Bug 435441 - valgrind fails to interpose malloc on musl 1.2.2 due to weak symbol name and no libc soname
Summary: valgrind fails to interpose malloc on musl 1.2.2 due to weak symbol name and ...
Status: RESOLVED FIXED
Alias: None
Product: valgrind
Classification: Developer tools
Component: general (show other bugs)
Version: unspecified
Platform: Other Linux
: NOR normal
Target Milestone: ---
Assignee: Paul Floyd
URL:
Keywords:
Depends on:
Blocks:
 
Reported: 2021-04-06 23:03 UTC by Michael Forney
Modified: 2023-01-25 09:59 UTC (History)
4 users (show)

See Also:
Latest Commit:
Version Fixed In:


Attachments
Patch to handle weak symbols as global (1.04 KB, patch)
2021-11-04 21:37 UTC, Michael Forney
Details

Note You need to log in before you can comment on or make changes to this bug.
Description Michael Forney 2021-04-06 23:03:25 UTC
SUMMARY
Starting with musl 1.2.2, malloc is a weak symbol in libc.so. Also, musl's libc.so is built without any soname (though Alpine Linux, a popular musl-based distribution, builds it with -Wl,-soname,libc.musl-x86_64.so.1).

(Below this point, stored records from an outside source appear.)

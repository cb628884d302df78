//! In-memory user store for tests/dev.

use std::collections::BTreeMap;
use std::sync::RwLock;
use std::sync::atomic::{AtomicBool, Ordering};

use async_trait::async_trait;

use userhub_core::{NewUser, UserId, UserRecord, UserTypeId, UserTypeRecord};

use super::{StorageError, UserStore};

#[derive(Debug, Default)]
struct Tables {
    users: BTreeMap<UserId, UserRecord>,
    user_types: BTreeMap<UserTypeId, UserTypeRecord>,
    last_user_id: i64,
}

/// In-memory tables with auto-increment ids and an enforced foreign key.
///
/// Each call takes the table lock once, so it is atomic the way a single
/// transaction is. `set_unavailable(true)` makes every call fail with
/// `StorageError::Unavailable`, which tests use to exercise error paths.
#[derive(Debug, Default)]
pub struct InMemoryUserStore {
    tables: RwLock<Tables>,
    unavailable: AtomicBool,
}

impl InMemoryUserStore {
    /// Store seeded with the standard user types (1 = Client, 2 = Employee, 3 = Manager).
    pub fn new() -> Self {
        Self::with_user_types(default_user_types())
    }

    pub fn with_user_types(user_types: impl IntoIterator<Item = UserTypeRecord>) -> Self {
        let store = Self::default();
        if let Ok(mut tables) = store.tables.write() {
            tables.user_types = user_types.into_iter().map(|t| (t.id, t)).collect();
        }
        store
    }

    pub fn set_unavailable(&self, unavailable: bool) {
        self.unavailable.store(unavailable, Ordering::SeqCst);
    }

    /// Number of user rows currently stored.
    pub fn user_count(&self) -> usize {
        self.tables.read().map(|t| t.users.len()).unwrap_or(0)
    }

    fn check_available(&self, operation: &str) -> Result<(), StorageError> {
        if self.unavailable.load(Ordering::SeqCst) {
            return Err(StorageError::Unavailable(format!(
                "store offline in {operation}"
            )));
        }
        Ok(())
    }

    fn poisoned(operation: &str) -> StorageError {
        StorageError::Unavailable(format!("lock poisoned in {operation}"))
    }
}

fn default_user_types() -> Vec<UserTypeRecord> {
    [(1, "Client"), (2, "Employee"), (3, "Manager")]
        .into_iter()
        .filter_map(|(id, name)| UserTypeRecord::new(UserTypeId::from_i64(id), name).ok())
        .collect()
}

#[async_trait]
impl UserStore for InMemoryUserStore {
    async fn insert(&self, user: NewUser) -> Result<UserRecord, StorageError> {
        self.check_available("insert_user")?;
        let mut tables = self
            .tables
            .write()
            .map_err(|_| Self::poisoned("insert_user"))?;

        if !tables.user_types.contains_key(&user.user_type_id()) {
            return Err(StorageError::ForeignKeyViolation(format!(
                "user_type_id {} does not reference an existing user type",
                user.user_type_id()
            )));
        }

        tables.last_user_id += 1;
        let record = user.into_record(UserId::from_i64(tables.last_user_id));
        tables.users.insert(record.id, record.clone());
        Ok(record)
    }

    async fn delete(&self, id: UserId) -> Result<Option<UserRecord>, StorageError> {
        self.check_available("delete_user")?;
        let mut tables = self
            .tables
            .write()
            .map_err(|_| Self::poisoned("delete_user"))?;
        Ok(tables.users.remove(&id))
    }

    async fn find_by_id(&self, id: UserId) -> Result<Option<UserRecord>, StorageError> {
        self.check_available("find_user")?;
        let tables = self.tables.read().map_err(|_| Self::poisoned("find_user"))?;
        Ok(tables.users.get(&id).cloned())
    }
}

#[cfg(test)]
mod tests {
    use super::*;

    fn new_user(type_id: i64) -> NewUser {
        NewUser::try_new("Ada", "ada@example.com", Some(type_id.into())).unwrap()
    }

    #[tokio::test]
    async fn ids_are_generated_and_unique() {
        let store = InMemoryUserStore::new();
        let a = store.insert(new_user(1)).await.unwrap();
        let b = store.insert(new_user(2)).await.unwrap();
        assert!(a.id.as_i64() > 0);
        assert_ne!(a.id, b.id);
    }

    #[tokio::test]
    async fn ids_are_not_reused_after_delete() {
        let store = InMemoryUserStore::new();
        let a = store.insert(new_user(1)).await.unwrap();
        store.delete(a.id).await.unwrap();
        let b = store.insert(new_user(1)).await.unwrap();
        assert!(b.id > a.id);
    }

    #[tokio::test]
    async fn unknown_user_type_violates_foreign_key() {
        let store = InMemoryUserStore::new();
        let err = store.insert(new_user(99)).await.unwrap_err();
        assert!(matches!(err, StorageError::ForeignKeyViolation(_)));
        assert_eq!(store.user_count(), 0);
    }

    #[tokio::test]
    async fn delete_returns_pre_delete_row() {
        let store = InMemoryUserStore::new();
        let user = store.insert(new_user(3)).await.unwrap();

        let deleted = store.delete(user.id).await.unwrap();
        assert_eq!(deleted, Some(user.clone()));
        assert_eq!(store.delete(user.id).await.unwrap(), None);
        assert_eq!(store.find_by_id(user.id).await.unwrap(), None);
    }

    #[tokio::test]
    async fn seeded_user_types_accept_inserts() {
        let store = InMemoryUserStore::new();
        for type_id in 1..=3 {
            let user = store.insert(new_user(type_id)).await.unwrap();
            assert_eq!(user.user_type_id.as_i64(), type_id);
        }
        assert!(store.insert(new_user(4)).await.is_err());
        assert_eq!(store.user_count(), 3);
    }

    #[tokio::test]
    async fn custom_user_types_replace_seeds() {
        let auditor = UserTypeRecord::new(UserTypeId::from_i64(7), "Auditor").unwrap();
        let store = InMemoryUserStore::with_user_types([auditor]);
        assert!(store.insert(new_user(7)).await.is_ok());
        assert!(matches!(
            store.insert(new_user(1)).await,
            Err(StorageError::ForeignKeyViolation(_))
        ));
    }

    #[tokio::test]
    async fn close_through_shared_handle_is_a_no_op() {
        let store: std::sync::Arc<dyn UserStore> = std::sync::Arc::new(InMemoryUserStore::new());
        store.close().await;
        assert!(store.insert(new_user(1)).await.is_ok());
    }

    #[tokio::test]
    async fn unavailable_store_fails_every_call() {
        let store = InMemoryUserStore::new();
        store.set_unavailable(true);
        assert!(matches!(
            store.insert(new_user(1)).await,
            Err(StorageError::Unavailable(_))
        ));
        assert!(matches!(
            store.find_by_id(UserId::from(1)).await,
            Err(StorageError::Unavailable(_))
        ));
    }
}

The combination of these two seems to prevent valgrind from replacing malloc, though free is still replaced correctly.

STEPS TO REPRODUCE
1. Download and extract a musl toolchain from http://musl.cc/x86_64-linux-musl-cross.tgz
2. Install a /lib/ld-musl-x86_64.so.1 symlink with ln -s /path/to/x86_64-linux-musl-cross/x86_64-linux-musl/libc.so /lib/ld-musl-x86_64.so.1
3. Build valgrind with ./configure --host=x86_64-linux-musl CC=/path/to/x86_64-linux-musl-cross/bin/x86_64-linux-musl-gcc.
4. Compile the following C program with x86_64-linux-musl-gcc:

	#include <stdlib.h>
	int main(void) { free(malloc(32)); }

5. Run the program with ./vg-in-place ./a.out

From a musl-based system with valgrind installed, you can skip steps 2 and 3.

OBSERVED RESULT
valgrind prints the following error:

==21034== Invalid free() / delete / delete[] / realloc()
==21034==    at 0x4A0CA4B: free (vg_replace_malloc.c:538)
==21034==    by 0x48007DA: main (in /tmp/a.out)
==21034==  Address 0x4a01d10 is in a rw- mapped file /tmp/a.out segment
==21034==
==21034==
==21034== HEAP SUMMARY:
==21034==     in use at exit: 0 bytes in 0 blocks
==21034==   total heap usage: 0 allocs, 1 frees, 0 bytes allocated

This seems to because malloc did not get replaced, so valgrind was unaware of the allocation.

EXPECTED RESULT
valgrind should not print any errors, and detect 1 alloc and 1 free.

SOFTWARE/OS VERSIONS
Linux, musl 1.2.2

ADDITIONAL INFORMATION
Passing --soname-synonyms=somalloc=NONE or rebuilding musl libc.so with a strong malloc symbol both seem to solve the problem. However, the weak malloc symbol is needed in order to prevent __libc_malloc from clashing with a malloc linked by the application.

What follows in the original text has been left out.